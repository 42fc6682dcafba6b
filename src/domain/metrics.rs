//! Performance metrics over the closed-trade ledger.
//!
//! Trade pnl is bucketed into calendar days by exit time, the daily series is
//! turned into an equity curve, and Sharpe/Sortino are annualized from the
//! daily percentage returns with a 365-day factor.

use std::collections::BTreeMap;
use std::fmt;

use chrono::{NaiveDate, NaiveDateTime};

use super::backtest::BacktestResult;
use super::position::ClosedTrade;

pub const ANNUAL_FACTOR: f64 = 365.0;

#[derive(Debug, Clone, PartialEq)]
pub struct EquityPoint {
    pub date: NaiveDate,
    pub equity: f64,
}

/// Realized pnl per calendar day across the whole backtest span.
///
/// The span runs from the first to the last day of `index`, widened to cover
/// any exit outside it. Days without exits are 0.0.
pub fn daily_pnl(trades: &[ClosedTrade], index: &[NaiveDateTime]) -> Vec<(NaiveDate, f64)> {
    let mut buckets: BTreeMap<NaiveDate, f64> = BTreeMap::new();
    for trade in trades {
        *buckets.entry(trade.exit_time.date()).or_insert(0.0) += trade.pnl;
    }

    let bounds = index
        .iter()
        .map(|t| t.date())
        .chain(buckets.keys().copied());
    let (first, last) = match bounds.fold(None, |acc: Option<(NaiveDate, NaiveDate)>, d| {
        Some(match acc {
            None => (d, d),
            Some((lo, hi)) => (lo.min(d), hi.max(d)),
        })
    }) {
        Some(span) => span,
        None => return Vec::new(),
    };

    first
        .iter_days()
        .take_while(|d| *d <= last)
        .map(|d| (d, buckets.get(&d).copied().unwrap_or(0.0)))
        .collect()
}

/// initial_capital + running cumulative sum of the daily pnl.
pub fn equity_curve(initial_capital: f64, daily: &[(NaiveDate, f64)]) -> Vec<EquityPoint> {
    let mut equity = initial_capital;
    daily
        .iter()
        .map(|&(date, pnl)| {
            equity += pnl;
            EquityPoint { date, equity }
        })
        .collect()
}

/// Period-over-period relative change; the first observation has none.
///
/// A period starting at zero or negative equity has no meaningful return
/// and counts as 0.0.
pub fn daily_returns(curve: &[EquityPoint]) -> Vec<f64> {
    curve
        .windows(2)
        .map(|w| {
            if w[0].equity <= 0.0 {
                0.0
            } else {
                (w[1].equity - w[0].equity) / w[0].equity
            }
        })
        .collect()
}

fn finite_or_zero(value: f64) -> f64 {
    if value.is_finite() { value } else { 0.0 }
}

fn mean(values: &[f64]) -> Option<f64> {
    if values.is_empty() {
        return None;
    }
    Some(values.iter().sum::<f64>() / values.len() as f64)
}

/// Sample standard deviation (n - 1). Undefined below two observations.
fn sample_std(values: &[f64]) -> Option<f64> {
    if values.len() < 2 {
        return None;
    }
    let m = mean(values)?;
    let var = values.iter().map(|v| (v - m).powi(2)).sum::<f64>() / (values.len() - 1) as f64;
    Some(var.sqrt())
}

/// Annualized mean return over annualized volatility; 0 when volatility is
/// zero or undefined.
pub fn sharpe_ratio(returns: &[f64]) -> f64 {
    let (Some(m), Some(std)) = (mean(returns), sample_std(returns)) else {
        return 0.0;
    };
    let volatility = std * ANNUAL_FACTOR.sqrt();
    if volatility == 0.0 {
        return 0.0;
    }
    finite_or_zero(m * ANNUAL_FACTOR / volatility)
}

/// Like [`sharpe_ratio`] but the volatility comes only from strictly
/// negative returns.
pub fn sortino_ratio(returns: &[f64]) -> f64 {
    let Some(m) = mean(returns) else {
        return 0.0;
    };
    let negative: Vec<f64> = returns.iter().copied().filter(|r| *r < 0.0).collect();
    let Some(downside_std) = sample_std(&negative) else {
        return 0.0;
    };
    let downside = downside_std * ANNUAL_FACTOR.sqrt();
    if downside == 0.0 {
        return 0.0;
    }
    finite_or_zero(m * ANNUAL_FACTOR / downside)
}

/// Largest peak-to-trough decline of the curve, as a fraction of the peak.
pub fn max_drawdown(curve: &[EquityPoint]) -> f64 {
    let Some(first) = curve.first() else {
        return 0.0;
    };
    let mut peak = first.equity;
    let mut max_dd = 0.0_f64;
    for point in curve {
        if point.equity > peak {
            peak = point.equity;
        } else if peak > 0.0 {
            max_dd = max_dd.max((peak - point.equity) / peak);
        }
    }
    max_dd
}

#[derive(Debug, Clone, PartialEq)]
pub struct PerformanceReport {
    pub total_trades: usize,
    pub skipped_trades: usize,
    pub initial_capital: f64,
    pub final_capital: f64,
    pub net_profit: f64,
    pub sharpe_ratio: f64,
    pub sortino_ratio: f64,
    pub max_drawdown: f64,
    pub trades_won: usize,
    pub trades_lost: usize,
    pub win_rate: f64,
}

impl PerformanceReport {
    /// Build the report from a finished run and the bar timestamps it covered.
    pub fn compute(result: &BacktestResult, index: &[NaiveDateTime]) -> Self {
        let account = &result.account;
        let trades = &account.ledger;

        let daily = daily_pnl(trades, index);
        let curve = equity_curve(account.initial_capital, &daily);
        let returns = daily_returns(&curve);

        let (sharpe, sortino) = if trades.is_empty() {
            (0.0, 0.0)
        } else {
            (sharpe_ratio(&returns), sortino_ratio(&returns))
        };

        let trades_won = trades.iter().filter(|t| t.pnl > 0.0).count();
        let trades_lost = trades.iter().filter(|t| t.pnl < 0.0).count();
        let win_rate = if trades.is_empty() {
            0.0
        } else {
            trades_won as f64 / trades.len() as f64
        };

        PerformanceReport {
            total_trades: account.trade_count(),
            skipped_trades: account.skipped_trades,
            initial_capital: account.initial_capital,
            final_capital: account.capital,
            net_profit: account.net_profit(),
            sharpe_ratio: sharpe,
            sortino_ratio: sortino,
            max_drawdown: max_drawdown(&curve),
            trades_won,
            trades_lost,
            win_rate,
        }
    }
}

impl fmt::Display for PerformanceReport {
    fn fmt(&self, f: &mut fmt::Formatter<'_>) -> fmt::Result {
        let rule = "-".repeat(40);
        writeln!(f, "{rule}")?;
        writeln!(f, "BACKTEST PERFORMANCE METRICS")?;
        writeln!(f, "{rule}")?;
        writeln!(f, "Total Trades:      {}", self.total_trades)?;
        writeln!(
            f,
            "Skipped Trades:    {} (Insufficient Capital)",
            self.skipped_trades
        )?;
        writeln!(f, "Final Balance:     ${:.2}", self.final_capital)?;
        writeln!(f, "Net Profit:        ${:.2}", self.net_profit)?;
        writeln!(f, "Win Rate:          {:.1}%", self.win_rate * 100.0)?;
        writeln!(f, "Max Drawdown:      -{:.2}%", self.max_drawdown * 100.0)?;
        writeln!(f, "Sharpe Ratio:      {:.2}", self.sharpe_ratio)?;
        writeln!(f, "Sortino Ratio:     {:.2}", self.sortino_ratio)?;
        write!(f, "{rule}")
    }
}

======

» PROBLEM TO SOLVE:
Scan the entries above for the string "into" and copy each line that contains it.

» RESPONSE:
//! Trade pnl is bucketed into calendar days by exit time, the daily series is
//! turned into an equity curve, and Sharpe/Sortino are annualized from the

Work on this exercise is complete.